What, then, will you say of his brothers? Thus reasons Carneades; not with any design to destroy the existence of the Gods (for what would less become a philosopher ?), but to convince us that on that matter the Stoics have said nothing plausible.
If, then, Jupiter and Neptune are Gods, adds he, can that divinity be denied to their father Saturn, who is principally worshipped throughout the West? If Saturn is a God, then must his father, Coelus, be one too, and so must the parents of Coelus, which are the Sky and Day, as also their brothers and sisters, which by ancient genealogists are thus named: Love, Deceit, Fear, Labor, Envy, Fate, Old Age, Death, Darkness, Misery, Lamentation, Favor, Fraud, Obstinacy, the Destinies, the Hesperides, and Dreams; all which are the offspring of Erebus and Night.
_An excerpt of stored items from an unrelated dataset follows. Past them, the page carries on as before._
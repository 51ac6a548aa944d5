//! Partitioning a calendar into a [`Collection`].

use std::hash::Hash;

use ds_core::errors::Result;
use ds_time::{Date, Frequency};
use indexmap::IndexMap;
use tracing::debug_span;

use crate::calendar::Calendar;
use crate::collection::Collection;
use crate::policy::{OnError, Split};

impl Calendar {
    /// Group dates by `key`, keeping groups in order of first occurrence
    /// and dates in calendar order within each group.
    pub fn groupby<K, F>(&self, key: F) -> Collection
    where
        K: Hash + Eq,
        F: Fn(Date) -> K,
    {
        let _span = debug_span!("groupby", len = self.len()).entered();
        let mut groups: IndexMap<K, Vec<Date>> = IndexMap::new();
        for date in self {
            groups.entry(key(date)).or_default().push(date);
        }
        groups.into_values().map(Calendar::from_sorted).collect()
    }

    /// Group dates by `frequency` period.
    pub fn resample(&self, frequency: Frequency) -> Collection {
        let _span = debug_span!("resample", %frequency).entered();
        self.groupby(|d| frequency.floor(d))
    }

    /// Cut the calendar at the dates selected by a [`BD`](crate::BD).
    ///
    /// Periods where the selected day does not exist contribute no cut.
    /// With [`Split::On`] or [`Split::Starting`] each date joins the nearest
    /// cut on or before it; with [`Split::Ending`] the nearest cut on or
    /// after it.  Dates with no such cut are left out.
    pub fn split(&self, how: Split) -> Result<Collection> {
        let (selector, side) = (how.selector(), how.side());
        let _span = debug_span!("split", bd = %selector, ?side).entered();
        let cuts = selector.resolve(self, &OnError::Drop)?;
        let mut groups: IndexMap<Date, Vec<Date>> = IndexMap::new();
        for date in self {
            if let Ok(anchor) = cuts.asof(date, side) {
                groups.entry(anchor).or_default().push(date);
            }
        }
        Ok(groups.into_values().map(Calendar::from_sorted).collect())
    }
}

#[cfg(test)]
mod tests {
    use super::*;
    use crate::bd::BD;
    use ds_time::Weekday;

    fn date(y: u16, m: u8, d: u8) -> Date {
        Date::from_ymd(y, m, d).unwrap()
    }

    fn four_days() -> Calendar {
        Calendar::from_ymd(&[(2019, 8, 15), (2019, 8, 16), (2019, 8, 19), (2019, 8, 20)]).unwrap()
    }

    #[test]
    fn resample_by_frequency() {
        let cal = four_days();
        let weeks = cal.resample(Frequency::Week(Weekday::Monday));
        assert_eq!(weeks.first(), [date(2019, 8, 15), date(2019, 8, 19)]);
        assert_eq!(cal.resample(Frequency::Month).first(), [date(2019, 8, 15)]);
        assert_eq!(cal.resample(Frequency::Year).last(), [date(2019, 8, 20)]);
    }

    #[test]
    fn groupby_keeps_first_occurrence_order() {
        let cal = four_days();
        let parity = cal.groupby(|d| d.day_of_month() % 2);
        assert_eq!(parity.len(), 2);
        assert_eq!(parity.get(0).unwrap(), &[date(2019, 8, 15), date(2019, 8, 19)]);
        assert_eq!(parity.get(1).unwrap(), &[date(2019, 8, 16), date(2019, 8, 20)]);
    }

    #[test]
    fn split_on_second_day_of_week() {
        // cuts fall on 08-16 and 08-20
        let cal = four_days();
        let second = BD::new(1, Frequency::Week(Weekday::Monday));

        let starting = cal.split(Split::Starting(second)).unwrap();
        assert_eq!(starting.len(), 2);
        assert_eq!(starting.get(0).unwrap(), &[date(2019, 8, 16), date(2019, 8, 19)]);
        assert_eq!(starting.get(1).unwrap(), &[date(2019, 8, 20)]);
        assert!(!starting.contains(date(2019, 8, 15)));

        let ending = cal.split(Split::Ending(second)).unwrap();
        assert_eq!(ending.get(0).unwrap(), &[date(2019, 8, 15), date(2019, 8, 16)]);
        assert_eq!(ending.combine(), cal);
    }
}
These monstrous Deities, therefore, must be received, or else those from whom they sprung must be disallowed. XVIII.
If you say that Apollo, Vulcan, Mercury, and the rest of that sort are Gods, can you doubt the divinity of Hercules and AEsculapius, Bacchus, Castor and Pollux? These are worshipped as much as those, and even more in some places.